Try it. Within the listing below, the lines to output run from the one containing "let mut positions: Vec<Vec<f64>> = path" through the one containing "if let Some(id)"; copy them exactly and nothing else.

Entries supplied.

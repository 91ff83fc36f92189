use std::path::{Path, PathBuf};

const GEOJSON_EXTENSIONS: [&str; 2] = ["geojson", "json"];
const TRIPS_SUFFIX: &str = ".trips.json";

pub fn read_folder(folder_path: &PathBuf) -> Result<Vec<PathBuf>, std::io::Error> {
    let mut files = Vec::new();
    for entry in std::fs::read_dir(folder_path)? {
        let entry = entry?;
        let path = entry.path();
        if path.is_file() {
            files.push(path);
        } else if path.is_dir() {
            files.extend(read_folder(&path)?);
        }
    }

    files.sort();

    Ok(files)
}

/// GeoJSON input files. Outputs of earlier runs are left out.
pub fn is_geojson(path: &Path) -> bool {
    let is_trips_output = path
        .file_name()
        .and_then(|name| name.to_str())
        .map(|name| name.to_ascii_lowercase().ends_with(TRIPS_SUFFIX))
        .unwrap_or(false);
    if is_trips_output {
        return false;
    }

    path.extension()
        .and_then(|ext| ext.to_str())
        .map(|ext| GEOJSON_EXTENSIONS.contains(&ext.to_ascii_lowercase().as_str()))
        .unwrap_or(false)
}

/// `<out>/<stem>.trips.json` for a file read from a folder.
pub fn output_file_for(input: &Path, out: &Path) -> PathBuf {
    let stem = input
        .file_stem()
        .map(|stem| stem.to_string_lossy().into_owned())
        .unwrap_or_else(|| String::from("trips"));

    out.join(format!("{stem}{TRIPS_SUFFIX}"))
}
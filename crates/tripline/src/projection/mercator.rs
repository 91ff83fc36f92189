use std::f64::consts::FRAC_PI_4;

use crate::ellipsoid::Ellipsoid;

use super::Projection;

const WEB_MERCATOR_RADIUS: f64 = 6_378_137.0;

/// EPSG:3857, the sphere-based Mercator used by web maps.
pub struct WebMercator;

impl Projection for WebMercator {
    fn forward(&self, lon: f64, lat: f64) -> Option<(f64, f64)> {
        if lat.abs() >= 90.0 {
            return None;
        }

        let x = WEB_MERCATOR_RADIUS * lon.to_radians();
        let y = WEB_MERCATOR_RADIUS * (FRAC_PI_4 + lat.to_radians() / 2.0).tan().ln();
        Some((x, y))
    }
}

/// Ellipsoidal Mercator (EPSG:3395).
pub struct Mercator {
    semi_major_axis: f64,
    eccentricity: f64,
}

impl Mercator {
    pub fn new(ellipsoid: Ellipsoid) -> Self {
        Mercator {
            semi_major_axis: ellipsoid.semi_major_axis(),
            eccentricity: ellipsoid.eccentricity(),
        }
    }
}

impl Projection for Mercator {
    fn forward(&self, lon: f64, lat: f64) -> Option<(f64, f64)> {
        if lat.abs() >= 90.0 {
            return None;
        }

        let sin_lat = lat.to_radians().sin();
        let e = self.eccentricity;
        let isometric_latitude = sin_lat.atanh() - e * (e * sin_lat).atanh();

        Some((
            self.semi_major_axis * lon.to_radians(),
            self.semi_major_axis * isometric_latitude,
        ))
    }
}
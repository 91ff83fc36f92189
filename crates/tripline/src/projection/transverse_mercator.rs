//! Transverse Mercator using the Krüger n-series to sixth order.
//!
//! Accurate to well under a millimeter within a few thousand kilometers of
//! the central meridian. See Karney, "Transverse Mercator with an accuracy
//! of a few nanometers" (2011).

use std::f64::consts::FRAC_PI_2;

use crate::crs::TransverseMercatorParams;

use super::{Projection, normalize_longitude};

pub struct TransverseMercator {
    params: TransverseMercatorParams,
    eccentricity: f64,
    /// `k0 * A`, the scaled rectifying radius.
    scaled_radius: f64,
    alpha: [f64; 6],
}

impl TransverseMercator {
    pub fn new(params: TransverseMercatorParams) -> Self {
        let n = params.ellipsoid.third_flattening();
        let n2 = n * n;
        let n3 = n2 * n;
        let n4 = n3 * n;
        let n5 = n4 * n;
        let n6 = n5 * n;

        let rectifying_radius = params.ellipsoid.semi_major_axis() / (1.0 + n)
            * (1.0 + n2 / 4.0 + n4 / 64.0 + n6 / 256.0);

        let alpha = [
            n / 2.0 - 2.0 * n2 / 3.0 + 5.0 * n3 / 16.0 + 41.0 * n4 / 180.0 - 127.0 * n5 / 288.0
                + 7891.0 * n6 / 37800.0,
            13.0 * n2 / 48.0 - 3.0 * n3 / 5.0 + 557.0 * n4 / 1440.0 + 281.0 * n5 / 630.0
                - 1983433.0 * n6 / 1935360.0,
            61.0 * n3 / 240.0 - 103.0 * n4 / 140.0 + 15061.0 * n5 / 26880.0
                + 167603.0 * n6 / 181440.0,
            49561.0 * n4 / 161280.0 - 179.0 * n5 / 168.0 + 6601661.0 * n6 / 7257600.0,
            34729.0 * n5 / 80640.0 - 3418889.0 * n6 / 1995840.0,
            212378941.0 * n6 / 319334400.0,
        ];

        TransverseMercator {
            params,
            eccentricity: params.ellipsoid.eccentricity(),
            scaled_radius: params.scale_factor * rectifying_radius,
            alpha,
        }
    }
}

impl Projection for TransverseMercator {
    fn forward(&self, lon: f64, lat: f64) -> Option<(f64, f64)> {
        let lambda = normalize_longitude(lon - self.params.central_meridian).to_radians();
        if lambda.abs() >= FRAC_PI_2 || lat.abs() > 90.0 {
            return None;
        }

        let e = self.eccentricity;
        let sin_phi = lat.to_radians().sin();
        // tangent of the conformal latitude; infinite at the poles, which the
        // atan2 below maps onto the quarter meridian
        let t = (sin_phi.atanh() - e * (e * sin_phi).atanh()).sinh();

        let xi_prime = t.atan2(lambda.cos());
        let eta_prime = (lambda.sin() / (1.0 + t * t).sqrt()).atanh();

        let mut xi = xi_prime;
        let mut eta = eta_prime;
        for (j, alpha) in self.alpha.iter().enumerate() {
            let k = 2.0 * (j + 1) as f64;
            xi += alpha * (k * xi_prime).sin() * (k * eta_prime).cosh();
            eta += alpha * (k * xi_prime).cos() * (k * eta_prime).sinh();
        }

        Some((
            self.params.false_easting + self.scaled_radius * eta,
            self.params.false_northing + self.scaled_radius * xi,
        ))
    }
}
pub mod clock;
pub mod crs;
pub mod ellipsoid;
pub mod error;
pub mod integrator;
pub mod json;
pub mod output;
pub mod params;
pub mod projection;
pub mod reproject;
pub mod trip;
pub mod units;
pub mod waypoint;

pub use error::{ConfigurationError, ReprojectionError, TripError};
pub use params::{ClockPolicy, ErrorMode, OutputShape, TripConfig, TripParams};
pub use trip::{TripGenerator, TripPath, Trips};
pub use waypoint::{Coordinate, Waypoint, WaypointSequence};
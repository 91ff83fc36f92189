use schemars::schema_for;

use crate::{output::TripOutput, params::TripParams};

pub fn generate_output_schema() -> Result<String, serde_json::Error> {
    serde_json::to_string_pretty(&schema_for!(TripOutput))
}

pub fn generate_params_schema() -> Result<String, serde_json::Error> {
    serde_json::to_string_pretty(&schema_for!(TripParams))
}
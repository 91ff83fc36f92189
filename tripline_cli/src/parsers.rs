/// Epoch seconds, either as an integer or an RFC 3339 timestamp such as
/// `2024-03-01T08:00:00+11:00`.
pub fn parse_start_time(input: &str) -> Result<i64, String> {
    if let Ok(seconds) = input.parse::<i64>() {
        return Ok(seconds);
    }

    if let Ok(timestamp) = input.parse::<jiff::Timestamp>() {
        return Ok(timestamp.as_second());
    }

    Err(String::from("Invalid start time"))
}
--
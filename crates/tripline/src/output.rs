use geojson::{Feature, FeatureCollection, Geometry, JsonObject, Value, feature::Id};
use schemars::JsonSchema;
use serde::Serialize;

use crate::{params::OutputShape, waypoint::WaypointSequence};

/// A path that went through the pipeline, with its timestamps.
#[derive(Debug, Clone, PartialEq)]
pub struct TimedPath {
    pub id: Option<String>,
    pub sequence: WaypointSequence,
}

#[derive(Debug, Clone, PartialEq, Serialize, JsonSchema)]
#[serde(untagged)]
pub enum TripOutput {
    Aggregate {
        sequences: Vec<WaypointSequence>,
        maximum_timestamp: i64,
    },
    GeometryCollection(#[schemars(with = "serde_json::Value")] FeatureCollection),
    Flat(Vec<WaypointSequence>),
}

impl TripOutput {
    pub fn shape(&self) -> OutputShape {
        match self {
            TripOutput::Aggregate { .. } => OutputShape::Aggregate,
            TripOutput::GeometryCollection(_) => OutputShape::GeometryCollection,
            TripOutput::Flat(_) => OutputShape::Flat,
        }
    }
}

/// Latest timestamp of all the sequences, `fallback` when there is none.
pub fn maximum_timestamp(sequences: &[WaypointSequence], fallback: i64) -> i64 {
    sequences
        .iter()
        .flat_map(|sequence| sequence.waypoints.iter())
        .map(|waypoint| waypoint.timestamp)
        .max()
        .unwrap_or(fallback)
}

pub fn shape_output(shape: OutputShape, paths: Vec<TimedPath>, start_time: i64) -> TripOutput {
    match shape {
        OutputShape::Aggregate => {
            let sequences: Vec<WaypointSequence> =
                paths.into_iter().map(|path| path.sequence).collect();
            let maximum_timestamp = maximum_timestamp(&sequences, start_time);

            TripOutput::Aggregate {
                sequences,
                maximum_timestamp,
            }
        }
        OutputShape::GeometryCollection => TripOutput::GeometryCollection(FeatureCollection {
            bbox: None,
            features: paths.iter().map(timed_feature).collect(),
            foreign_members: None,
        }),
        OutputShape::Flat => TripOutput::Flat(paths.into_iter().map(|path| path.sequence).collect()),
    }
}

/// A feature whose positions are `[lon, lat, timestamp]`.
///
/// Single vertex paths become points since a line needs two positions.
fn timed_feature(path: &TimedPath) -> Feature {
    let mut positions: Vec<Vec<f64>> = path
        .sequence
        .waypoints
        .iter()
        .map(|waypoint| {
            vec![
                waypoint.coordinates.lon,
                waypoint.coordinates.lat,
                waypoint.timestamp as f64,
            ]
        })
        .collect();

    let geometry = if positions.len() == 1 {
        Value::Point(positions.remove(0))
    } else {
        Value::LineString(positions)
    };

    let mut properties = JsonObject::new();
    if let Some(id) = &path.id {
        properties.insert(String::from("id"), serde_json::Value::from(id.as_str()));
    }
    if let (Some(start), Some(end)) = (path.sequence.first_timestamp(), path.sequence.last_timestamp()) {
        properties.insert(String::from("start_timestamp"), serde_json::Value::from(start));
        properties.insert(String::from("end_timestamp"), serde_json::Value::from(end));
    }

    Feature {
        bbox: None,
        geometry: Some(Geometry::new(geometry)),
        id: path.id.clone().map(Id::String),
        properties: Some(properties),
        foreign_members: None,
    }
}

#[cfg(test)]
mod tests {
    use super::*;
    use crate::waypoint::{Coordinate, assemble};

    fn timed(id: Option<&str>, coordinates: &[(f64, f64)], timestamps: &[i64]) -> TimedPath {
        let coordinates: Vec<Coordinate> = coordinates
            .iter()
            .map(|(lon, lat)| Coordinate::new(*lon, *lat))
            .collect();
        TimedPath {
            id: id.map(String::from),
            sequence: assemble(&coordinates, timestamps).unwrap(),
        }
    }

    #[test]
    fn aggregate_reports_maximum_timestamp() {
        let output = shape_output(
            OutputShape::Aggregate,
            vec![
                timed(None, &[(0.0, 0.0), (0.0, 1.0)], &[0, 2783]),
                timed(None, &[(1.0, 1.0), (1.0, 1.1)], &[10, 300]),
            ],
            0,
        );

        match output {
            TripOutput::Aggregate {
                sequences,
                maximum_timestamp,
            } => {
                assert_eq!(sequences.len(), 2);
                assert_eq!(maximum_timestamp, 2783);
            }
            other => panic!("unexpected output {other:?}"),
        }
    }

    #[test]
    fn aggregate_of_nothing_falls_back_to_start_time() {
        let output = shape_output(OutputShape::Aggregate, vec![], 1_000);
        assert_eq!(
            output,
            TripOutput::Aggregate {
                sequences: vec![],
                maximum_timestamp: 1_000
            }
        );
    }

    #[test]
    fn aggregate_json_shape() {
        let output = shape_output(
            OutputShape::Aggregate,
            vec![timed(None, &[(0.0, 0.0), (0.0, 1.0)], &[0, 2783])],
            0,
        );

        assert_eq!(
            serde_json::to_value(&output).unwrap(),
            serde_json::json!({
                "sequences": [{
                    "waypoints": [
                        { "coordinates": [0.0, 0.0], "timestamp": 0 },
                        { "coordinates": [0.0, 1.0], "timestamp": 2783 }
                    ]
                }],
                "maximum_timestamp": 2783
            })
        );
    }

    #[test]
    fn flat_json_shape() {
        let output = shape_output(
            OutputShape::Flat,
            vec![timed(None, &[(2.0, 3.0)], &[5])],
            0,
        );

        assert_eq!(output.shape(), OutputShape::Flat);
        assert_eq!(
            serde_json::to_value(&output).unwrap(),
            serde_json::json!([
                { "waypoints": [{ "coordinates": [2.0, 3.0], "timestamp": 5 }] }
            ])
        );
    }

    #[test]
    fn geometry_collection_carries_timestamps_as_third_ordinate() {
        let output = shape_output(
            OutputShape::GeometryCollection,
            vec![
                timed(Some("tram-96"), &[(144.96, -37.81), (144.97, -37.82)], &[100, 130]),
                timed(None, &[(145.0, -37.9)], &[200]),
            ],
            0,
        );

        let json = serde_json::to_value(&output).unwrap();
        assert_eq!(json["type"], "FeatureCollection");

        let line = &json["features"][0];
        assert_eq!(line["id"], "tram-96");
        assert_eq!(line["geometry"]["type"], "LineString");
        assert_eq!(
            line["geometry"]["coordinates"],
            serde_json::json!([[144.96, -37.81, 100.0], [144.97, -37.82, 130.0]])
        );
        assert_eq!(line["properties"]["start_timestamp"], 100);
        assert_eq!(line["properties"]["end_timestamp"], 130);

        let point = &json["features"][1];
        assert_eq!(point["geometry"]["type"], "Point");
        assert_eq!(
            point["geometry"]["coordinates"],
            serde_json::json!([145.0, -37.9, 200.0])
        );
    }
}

Finished exercise.
    let mut positions: Vec<Vec<f64>> = path
        .sequence
        .waypoints
        .iter()
        .map(|waypoint| {
            vec![
                waypoint.coordinates.lon,
                waypoint.coordinates.lat,
                waypoint.timestamp as f64,
            ]
        })
        .collect();

    let geometry = if positions.len() == 1 {
        Value::Point(positions.remove(0))
    } else {
        Value::LineString(positions)
    };

    let mut properties = JsonObject::new();
    if let Some(id) = &path.id {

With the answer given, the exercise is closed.